Overview

Generate XML sitemaps compatible with Google and other search engines

First, define functions that return URLInfo objects describing the URLs on your site:

from fresco_sitemap import URLInfo

# These can be simple lists:
page_urls = [URLInfo('index.html', changefreq=URLInfo.daily,
                     priority="0.9"),
             URLInfo('termsconditions.html', changefreq=URLInfo.yearly,
                     priority="0.1")]

# Or functions that return lists of URLInfo objects
def morepage_urls():
    return [URLInfo('red.html'),
            URLInfo('green.html'),
            URLInfo('blue.html')]

# Or functions that generate long lists of URLs, eg from a database
def product_urls():
    query = db.execute("SELECT id, modified_at FROM products")
    for id, modified_at in query:
        yield URLInfo(
            urlfor('myapp.views.view_product', id=id),
            lastmod=lastmod
        )

Now create an instance of SitemapViews:

from fresco_sitemap.views import SitemapViews
from fresco_sitemap import SitemapFile

sitemap_views = SitemapViews(

    output_dir='htdocs/sitemaps',

    # sitemap index filename.
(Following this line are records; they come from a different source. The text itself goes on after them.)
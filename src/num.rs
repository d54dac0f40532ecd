use alloy::primitives::U256;
use fastnum::{
    UD256, bint,
    decimal::{Context, RoundingMode, UnsignedDecimal},
};

use crate::error::{Result, SnapshotError};

/// Fixed-point to decimal converter.
///
/// On-chain token amounts are integers in the token's smallest unit,
/// `decimals` tells how many of the trailing digits are fractional.
#[derive(Clone, Copy, Debug, Default, PartialEq, Eq)]
pub struct Converter {
    decimals: u8,
}

impl Converter {
    pub fn new(decimals: u8) -> Self {
        Self { decimals }
    }

    pub fn decimals(&self) -> u8 {
        self.decimals
    }

    /// Scales a raw amount down by `10^decimals`, exactly.
    pub fn from_unsigned(&self, value: U256) -> UD256 {
        // 256-bit coefficient holds any U256 without loss
        let unscaled = bint::UInt::<4>::from_le_slice(value.as_le_slice())
            .expect("Converter: U256 -> UInt::<4>");
        UnsignedDecimal::<4>::from_parts(
            unscaled,
            -(self.decimals as i32),
            Context::default().with_rounding_mode(RoundingMode::Floor),
        )
    }

    /// Scales a decimal value up by `10^decimals` back to a raw amount.
    ///
    /// Fails if the value has more fractional digits than the token
    /// supports or does not fit into [`U256`], instead of rounding.
    pub fn to_unsigned(&self, value: UD256) -> Result<U256> {
        let rescaled = value.rescale(self.decimals as i16);
        // rescale stops short of the target scale when the coefficient overflows
        if rescaled != value || rescaled.fractional_digits_count() != self.decimals as i16 {
            return Err(self.precision_error(value));
        }
        U256::try_from_le_slice(rescaled.digits().to_radix_le(256).as_slice())
            .ok_or_else(|| self.precision_error(value))
    }

    fn precision_error(&self, value: UD256) -> SnapshotError {
        SnapshotError::Precision {
            value: value.to_string(),
            decimals: self.decimals,
        }
    }
}

/// Ratio of two decimal amounts, zero when the divisor is zero.
pub fn price(numerator: UD256, denominator: UD256) -> UD256 {
    if denominator.is_zero() {
        UD256::ZERO
    } else {
        numerator / denominator
    }
}

#[cfg(test)]
mod tests {
    use fastnum::udec256;

    use super::*;

    #[test]
    fn test_numeric_converter_from_unsigned() {
        assert_eq!(
            Converter::new(0).from_unsigned(U256::from(1234567890)),
            udec256!(1234567890)
        );
        assert_eq!(
            Converter::new(6).from_unsigned(U256::from(1234567890)),
            udec256!(1234.56789)
        );
        assert_eq!(
            Converter::new(18).from_unsigned(U256::from(1234567890)),
            udec256!(0.00000000123456789)
        );
    }

    #[test]
    fn test_numeric_converter_to_unsigned() {
        assert_eq!(
            Converter::new(0).to_unsigned(udec256!(1234567890)).unwrap(),
            U256::from(1234567890)
        );
        assert_eq!(
            Converter::new(6).to_unsigned(udec256!(1234.56789)).unwrap(),
            U256::from(1234567890)
        );
        assert_eq!(
            Converter::new(18).to_unsigned(udec256!(0.00000000123456789)).unwrap(),
            U256::from(1234567890)
        );
    }

    #[test]
    fn test_numeric_converter_rejects_excess_precision() {
        assert!(matches!(
            Converter::new(2).to_unsigned(udec256!(1.234)),
            Err(SnapshotError::Precision { decimals: 2, .. })
        ));
        assert!(matches!(
            Converter::new(0).to_unsigned(udec256!(0.5)),
            Err(SnapshotError::Precision { decimals: 0, .. })
        ));
    }

    #[test]
    fn test_numeric_converter_rejects_overflow() {
        let max = Converter::new(0).from_unsigned(U256::MAX);
        assert!(matches!(
            Converter::new(18).to_unsigned(max),
            Err(SnapshotError::Precision { decimals: 18, .. })
        ));
        assert!(matches!(
            Converter::new(1).to_unsigned(max),
            Err(SnapshotError::Precision { decimals: 1, .. })
        ));

        let huge = Converter::new(0).from_unsigned(U256::from(10).pow(U256::from(60)));
        assert!(matches!(
            Converter::new(18).to_unsigned(huge),
            Err(SnapshotError::Precision { decimals: 18, .. })
        ));
        assert_eq!(
            Converter::new(17).to_unsigned(huge).unwrap(),
            U256::from(10).pow(U256::from(77))
        );
    }

    #[test]
    fn test_numeric_converter_round_trip() {
        let values = [
            U256::ZERO,
            U256::from(1),
            U256::from(999_999_999u64),
            U256::from(10).pow(U256::from(18)),
            U256::from(u128::MAX),
            U256::MAX,
        ];
        for decimals in 0..=18u8 {
            let converter = Converter::new(decimals);
            for value in values {
                let display = converter.from_unsigned(value);
                assert_eq!(
                    converter.to_unsigned(display).unwrap(),
                    value,
                    "decimals: {decimals}"
                );
            }
        }
    }

    #[test]
    fn test_price() {
        assert_eq!(price(udec256!(2.2), udec256!(1.1)), udec256!(2));
        assert_eq!(price(udec256!(5), UD256::ZERO), UD256::ZERO);
        assert_eq!(price(UD256::ZERO, udec256!(5)), UD256::ZERO);
    }
}
//! Market snapshot tool.
//!
//! This binary assembles a single market snapshot from the indexer database
//! and prints it to stdout as JSON.

mod config;
mod error;

use std::{fs::File, io::BufReader, process::exit, sync::Arc};

use alloy::{
    providers::ProviderBuilder, rpc::client::RpcClient, transports::layers::RetryBackoffLayer,
};
use clap::Parser;
use dex_market::{SnapshotAssembler, TokenRegistry, chain::RpcChain, store::PgMarketStore};
use sqlx::postgres::PgPoolOptions;
use tracing::{error, info};
use url::Url;

use config::{CliConfig, EnvConfig};
use error::Result;

#[tokio::main]
async fn main() {
    // Load .env file
    if let Err(e) = dotenvy::dotenv() {
        eprintln!("Warning: Failed to load .env file: {}", e);
    }

    let env_config = match EnvConfig::from_env() {
        Ok(config) => config,
        Err(e) => {
            eprintln!("Failed to parse environment configuration: {}", e);
            exit(1);
        }
    };

    let cli_config = CliConfig::parse();

    if std::env::var("RUST_LOG").is_err() {
        unsafe {
            std::env::set_var("RUST_LOG", "info");
        }
    }

    tracing_subscriber::fmt()
        .with_env_filter(tracing_subscriber::EnvFilter::from_default_env())
        .with_writer(std::io::stderr)
        .init();

    if let Err(e) = run(env_config, cli_config).await {
        error!(%e, "Failed to assemble market snapshot");
        exit(1);
    }
}

async fn run(env_config: EnvConfig, cli_config: CliConfig) -> Result<()> {
    let limits = cli_config.limits()?;
    let node_url = Url::parse(&env_config.node_rpc_url)?;

    let client = RpcClient::builder()
        .layer(RetryBackoffLayer::new(10, 100, 200))
        .http(node_url);
    let chain = RpcChain::new(ProviderBuilder::new().connect_client(client));

    let registry = match &env_config.token_list {
        Some(path) => {
            info!(path = %path.display(), "Loading token list");
            TokenRegistry::from_token_list(chain, BufReader::new(File::open(path)?))?
        }
        None => TokenRegistry::bundled(chain)?,
    };
    info!(tokens = registry.len(), "Token decimals cache seeded");

    let pool = PgPoolOptions::new()
        .max_connections(env_config.max_db_connections())
        .connect(&env_config.database_url)
        .await?;

    let assembler = SnapshotAssembler::new(Arc::new(registry), PgMarketStore::new(pool))
        .with_limits(limits);
    let snapshot = assembler.assemble(&cli_config.request()).await?;

    println!("{}", serde_json::to_string_pretty(&snapshot)?);
    Ok(())
}
//! Configuration of the snapshot tool.
//!
//! Configuration comes from two sources:
//! - Environment variables (via .env file or shell): node and database
//! - CLI arguments: market, user and list caps

use std::path::PathBuf;

use clap::Parser;
use dex_market::{SnapshotLimits, types::SnapshotRequest};

/// Default size of the database connection pool.
const DEFAULT_MAX_DB_CONNECTIONS: u32 = 5;

/// Environment configuration (connection details).
#[derive(Debug, serde::Deserialize)]
pub struct EnvConfig {
    /// RPC URL of the node used to resolve token decimals
    pub node_rpc_url: String,

    /// PostgreSQL connection string of the indexer database
    pub database_url: String,

    /// Optional JSON token list seeding the decimals cache (default: bundled list)
    pub token_list: Option<PathBuf>,

    /// Optional size of the connection pool (default: 5)
    pub max_db_connections: Option<u32>,
}

impl EnvConfig {
    /// Load configuration from environment variables.
    pub fn from_env() -> Result<Self, envy::Error> {
        envy::from_env()
    }

    pub fn max_db_connections(&self) -> u32 {
        self.max_db_connections.unwrap_or(DEFAULT_MAX_DB_CONNECTIONS)
    }
}

/// CLI arguments of a single snapshot.
#[derive(Debug, Parser)]
#[command(name = "market-snapshot")]
#[command(about = "Print a DEX market snapshot as JSON")]
pub struct CliConfig {
    /// Token of the token/native market
    #[arg(long)]
    pub token: String,

    /// User to personalize the snapshot for (own trades and funds)
    #[arg(long)]
    pub user: Option<String>,

    /// Maximum number of trades in each trade list
    #[arg(long, default_value_t = dex_market::store::TRADES_LIMIT)]
    pub trades_limit: usize,

    /// Maximum number of user transfers
    #[arg(long, default_value_t = dex_market::store::TRANSFERS_LIMIT)]
    pub transfers_limit: usize,

    /// Maximum number of orders on each book side
    #[arg(long, default_value_t = dex_market::store::ORDERS_LIMIT)]
    pub orders_limit: usize,
}

impl CliConfig {
    pub fn request(&self) -> SnapshotRequest {
        SnapshotRequest::new(self.token.clone(), self.user.clone())
    }

    pub fn limits(&self) -> Result<SnapshotLimits, ConfigError> {
        for (name, limit) in [
            ("trades_limit", self.trades_limit),
            ("transfers_limit", self.transfers_limit),
            ("orders_limit", self.orders_limit),
        ] {
            if limit == 0 {
                return Err(ConfigError::ZeroLimit(name));
            }
        }
        Ok(SnapshotLimits {
            trades: self.trades_limit,
            transfers: self.transfers_limit,
            orders: self.orders_limit,
        })
    }
}

/// Configuration errors.
#[derive(Debug, thiserror::Error)]
pub enum ConfigError {
    #[error("{0} cannot be zero")]
    ZeroLimit(&'static str),
}
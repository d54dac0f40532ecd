//! Read access to the chain.
//!
//! The snapshot core needs exactly two things from a node: the current
//! head block and plain `eth_call`s to token contracts. [`ChainReader`]
//! captures that, [`RpcChain`] provides it on top of any alloy [`Provider`].

use std::future::Future;

use alloy::{
    primitives::{Address, Bytes},
    providers::Provider,
    rpc::types::{TransactionInput, TransactionRequest},
};

use crate::error::Result;

pub trait ChainReader: Send + Sync {
    /// Latest block number.
    fn block_number(&self) -> impl Future<Output = Result<u64>> + Send;

    /// Executes a read-only call against contract `to` and returns raw output.
    fn call(&self, to: Address, data: Bytes) -> impl Future<Output = Result<Bytes>> + Send;
}

/// [`ChainReader`] backed by an RPC provider.
///
/// It is recommended to setup provider with
/// [`alloy::transports::layers::RetryBackoffLayer`] if transient node
/// failures should not abort snapshots, calls are issued once otherwise.
#[derive(Clone, Debug)]
pub struct RpcChain<P> {
    provider: P,
}

impl<P: Provider> RpcChain<P> {
    pub fn new(provider: P) -> Self {
        Self { provider }
    }

    pub fn provider(&self) -> &P {
        &self.provider
    }
}

impl<P: Provider> ChainReader for RpcChain<P> {
    async fn block_number(&self) -> Result<u64> {
        Ok(self.provider.get_block_number().await?)
    }

    async fn call(&self, to: Address, data: Bytes) -> Result<Bytes> {
        let tx = TransactionRequest::default()
            .to(to)
            .input(TransactionInput::new(data));
        Ok(self.provider.call(tx).await?)
    }
}
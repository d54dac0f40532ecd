use std::fmt;

use alloy::primitives::{Address, TxHash, U256};
use chrono::{DateTime, Utc};
use fastnum::{UD256, decimal::Context};

use super::BlockNumber;

/// Direction of funds movement between a wallet and the exchange contract.
#[derive(Clone, Copy, Debug, PartialEq, Eq, Hash)]
pub enum TransferKind {
    Deposit,
    Withdraw,
}

impl TransferKind {
    pub fn as_str(&self) -> &'static str {
        match self {
            TransferKind::Deposit => "deposit",
            TransferKind::Withdraw => "withdraw",
        }
    }

    /// Interprets a stored direction: a word (`deposit`, `withdraw`,
    /// `withdrawal`, any case) or a signed non-zero number, negative
    /// meaning withdrawal.
    pub fn classify(direction: &str) -> Option<Self> {
        let direction = direction.trim();
        match direction.to_ascii_lowercase().as_str() {
            "deposit" => return Some(TransferKind::Deposit),
            "withdraw" | "withdrawal" => return Some(TransferKind::Withdraw),
            _ => {}
        }
        let (kind, magnitude) = match direction.strip_prefix('-') {
            Some(magnitude) => (TransferKind::Withdraw, magnitude),
            None => (
                TransferKind::Deposit,
                direction.strip_prefix('+').unwrap_or(direction),
            ),
        };
        let magnitude = UD256::from_str(magnitude, Context::default()).ok()?;
        (!magnitude.is_zero()).then_some(kind)
    }
}

impl fmt::Display for TransferKind {
    fn fmt(&self, f: &mut fmt::Formatter<'_>) -> fmt::Result {
        f.write_str(self.as_str())
    }
}

/// Transfer direction as stored by the indexer.
///
/// The stored value is kept verbatim for the wire, its interpretation is
/// `None` when it is neither a known word nor a signed number.
#[derive(Clone, Debug, PartialEq, Eq, Hash)]
pub struct TransferDirection {
    label: String,
    kind: Option<TransferKind>,
}

impl TransferDirection {
    pub fn new(label: impl Into<String>) -> Self {
        let label = label.into();
        let kind = TransferKind::classify(&label);
        Self { label, kind }
    }

    pub fn label(&self) -> &str {
        &self.label
    }

    pub fn kind(&self) -> Option<TransferKind> {
        self.kind
    }
}

impl From<TransferKind> for TransferDirection {
    fn from(kind: TransferKind) -> Self {
        Self {
            label: kind.as_str().to_string(),
            kind: Some(kind),
        }
    }
}

impl serde::Serialize for TransferDirection {
    fn serialize<S: serde::Serializer>(&self, s: S) -> Result<S::Ok, S::Error> {
        s.serialize_str(&self.label)
    }
}

/// Deposit or withdrawal of a token into the exchange contract.
#[derive(Clone, Debug, PartialEq, Eq)]
pub struct Transfer {
    pub tx_hash: TxHash,
    pub token: Address,
    pub user: Address,
    pub direction: TransferDirection,
    pub amount: U256,
    /// User's exchange balance of `token` right after the transfer.
    pub balance_after: U256,
    pub block_number: BlockNumber,
    pub date: DateTime<Utc>,
}
//! Market snapshot assembly.
//!
//! A snapshot is re-derived from the store on every request: the queries it
//! needs are issued concurrently, then every record is formatted with
//! decimals resolved through the shared [`TokenRegistry`]. Any failing query
//! or decimals lookup fails the whole snapshot, partial snapshots are never
//! returned.

use std::{future::Future, sync::Arc};

use alloy::primitives::Address;
use futures::{StreamExt, TryStreamExt, stream};
use tracing::{debug, info};

use crate::{
    chain::ChainReader,
    error::Result,
    format,
    store::{self, MarketStore, OrderQuery, PriceRank, TradeQuery, TransferQuery},
    token::TokenRegistry,
    types::{self, BlockNumber, MarketSnapshot, NATIVE_TOKEN, OrderBook, SnapshotRequest},
};

/// Caps of the snapshot lists.
#[derive(Clone, Copy, Debug, PartialEq, Eq)]
pub struct SnapshotLimits {
    pub trades: usize,
    pub transfers: usize,
    pub orders: usize,
}

impl Default for SnapshotLimits {
    fn default() -> Self {
        Self {
            trades: store::TRADES_LIMIT,
            transfers: store::TRANSFERS_LIMIT,
            orders: store::ORDERS_LIMIT,
        }
    }
}

/// Assembles [`MarketSnapshot`]s from the store.
///
/// Cheap to create per connection/handler, as long as the registry is shared.
#[derive(Debug)]
pub struct SnapshotAssembler<C, S> {
    registry: Arc<TokenRegistry<C>>,
    store: S,
    limits: SnapshotLimits,
}

impl<C: ChainReader, S: MarketStore> SnapshotAssembler<C, S> {
    pub fn new(registry: Arc<TokenRegistry<C>>, store: S) -> Self {
        Self {
            registry,
            store,
            limits: SnapshotLimits::default(),
        }
    }

    /// Sets caps of the snapshot lists (default: 300 trades and transfers,
    /// 500 orders per side).
    pub fn with_limits(mut self, limits: SnapshotLimits) -> Self {
        self.limits = limits;
        self
    }

    pub fn registry(&self) -> &Arc<TokenRegistry<C>> {
        &self.registry
    }

    pub fn store(&self) -> &S {
        &self.store
    }

    /// Assembles a snapshot for a client request.
    ///
    /// Missing or malformed token yields an empty snapshot without touching
    /// the store, malformed user is treated as absent.
    pub async fn assemble(&self, request: &SnapshotRequest) -> Result<MarketSnapshot> {
        let Some(token) = request.token.as_deref().and_then(types::parse_address) else {
            debug!(token = ?request.token, "No valid token requested");
            return Ok(MarketSnapshot::default());
        };
        let user = request.user.as_deref().and_then(types::parse_address);
        if user.is_none() && request.user.is_some() {
            debug!(user = ?request.user, "Ignoring malformed user address");
        }
        self.assemble_for(token, user).await
    }

    /// Assembles a snapshot of the `token` market, personalized for `user`.
    pub async fn assemble_for(
        &self,
        token: Address,
        user: Option<Address>,
    ) -> Result<MarketSnapshot> {
        let trades_query = TradeQuery {
            limit: self.limits.trades,
            ..TradeQuery::new(token, None)
        };
        let open_orders = async {
            let head = self.registry.chain().block_number().await?;
            let (buys, sells) = (self.buys_query(token, head), self.sells_query(token, head));
            futures::try_join!(self.store.orders(&buys), self.store.orders(&sells))
        };
        let user_history = async {
            let Some(user) = user else {
                return Ok((vec![], vec![]));
            };
            let trades = TradeQuery {
                limit: self.limits.trades,
                ..TradeQuery::new(token, Some(user))
            };
            let transfers = TransferQuery {
                limit: self.limits.transfers,
                ..TransferQuery::new(token, user)
            };
            futures::try_join!(self.store.trades(&trades), self.store.transfers(&transfers))
        };

        let (trades, (buys, sells), (my_trades, my_funds)) = futures::try_join!(
            self.store.trades(&trades_query),
            open_orders,
            user_history
        )?;
        debug!(
            %token,
            trades = trades.len(),
            buys = buys.len(),
            sells = sells.len(),
            my_trades = my_trades.len(),
            my_funds = my_funds.len(),
            "Snapshot records fetched"
        );

        let registry = self.registry.as_ref();
        let (trades, my_trades, my_funds, buys, sells) = futures::try_join!(
            format_all(&trades, |t| format::trade(registry, t)),
            format_all(&my_trades, |t| format::trade(registry, t)),
            format_all(&my_funds, |t| format::transfer(registry, t)),
            format_all(&buys, |o| format::order(registry, o)),
            format_all(&sells, |o| format::order(registry, o))
        )?;

        info!(%token, user = ?user, "Market snapshot assembled");
        Ok(MarketSnapshot {
            trades,
            my_trades,
            my_funds,
            orders: OrderBook { buys, sells },
        })
    }

    /// Open orders paying native for the token, best bid first.
    fn buys_query(&self, token: Address, head: BlockNumber) -> OrderQuery {
        OrderQuery::new(NATIVE_TOKEN, token)
            .expires_after(head)
            .ranked(PriceRank::BestBid)
            .with_limit(self.limits.orders)
    }

    /// Open orders offering the token for native, best ask first.
    fn sells_query(&self, token: Address, head: BlockNumber) -> OrderQuery {
        OrderQuery::new(token, NATIVE_TOKEN)
            .expires_after(head)
            .ranked(PriceRank::BestAsk)
            .with_limit(self.limits.orders)
    }
}

/// Formats records one by one, so that a token missing from the registry
/// is resolved once per list rather than once per record.
async fn format_all<'a, T, R, F, Fut>(records: &'a [T], f: F) -> Result<Vec<R>>
where
    F: FnMut(&'a T) -> Fut,
    Fut: Future<Output = Result<R>>,
{
    stream::iter(records).then(f).try_collect().await
}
This can be None if you only have a single
    # sitemap file
    index='sitemap.xml',

    # List the individual sitemap files you want to produce.
    # Notice that each sitemap file may contain more than one source of
    # URLs
    SitemapFile('sitemap-products.xml', product_urls),
    SitemapFile('sitemap-pages.xml', page_urls, morepage_urls),
)

# Finally, include this in your app configuration
app = FrescoApp()
app.include('/', sitemap_views)

This example would create three sitemap files:

  • /sitemap.xml (index file)
  • /sitemap-pages.xml
  • /sitemap-products.xml.

To update the sitemaps you will need to write a short python script, for example:

import requests
from myapp import app

with app.requestcontext("http://www.example.org/"):
    sitemap_views._update()
    sitemap_url = app.urlfor(sitemap_views.sitemap_file,
                             filename=sitemap_views.index_file)

requests.get('http://www.google.com/ping', params={'sitemap': sitemap_url})

You will need to ensure that the user running this script has write access to the specified output_dir.

This script requires the requests library to notify google once the sitemap is successfully updated.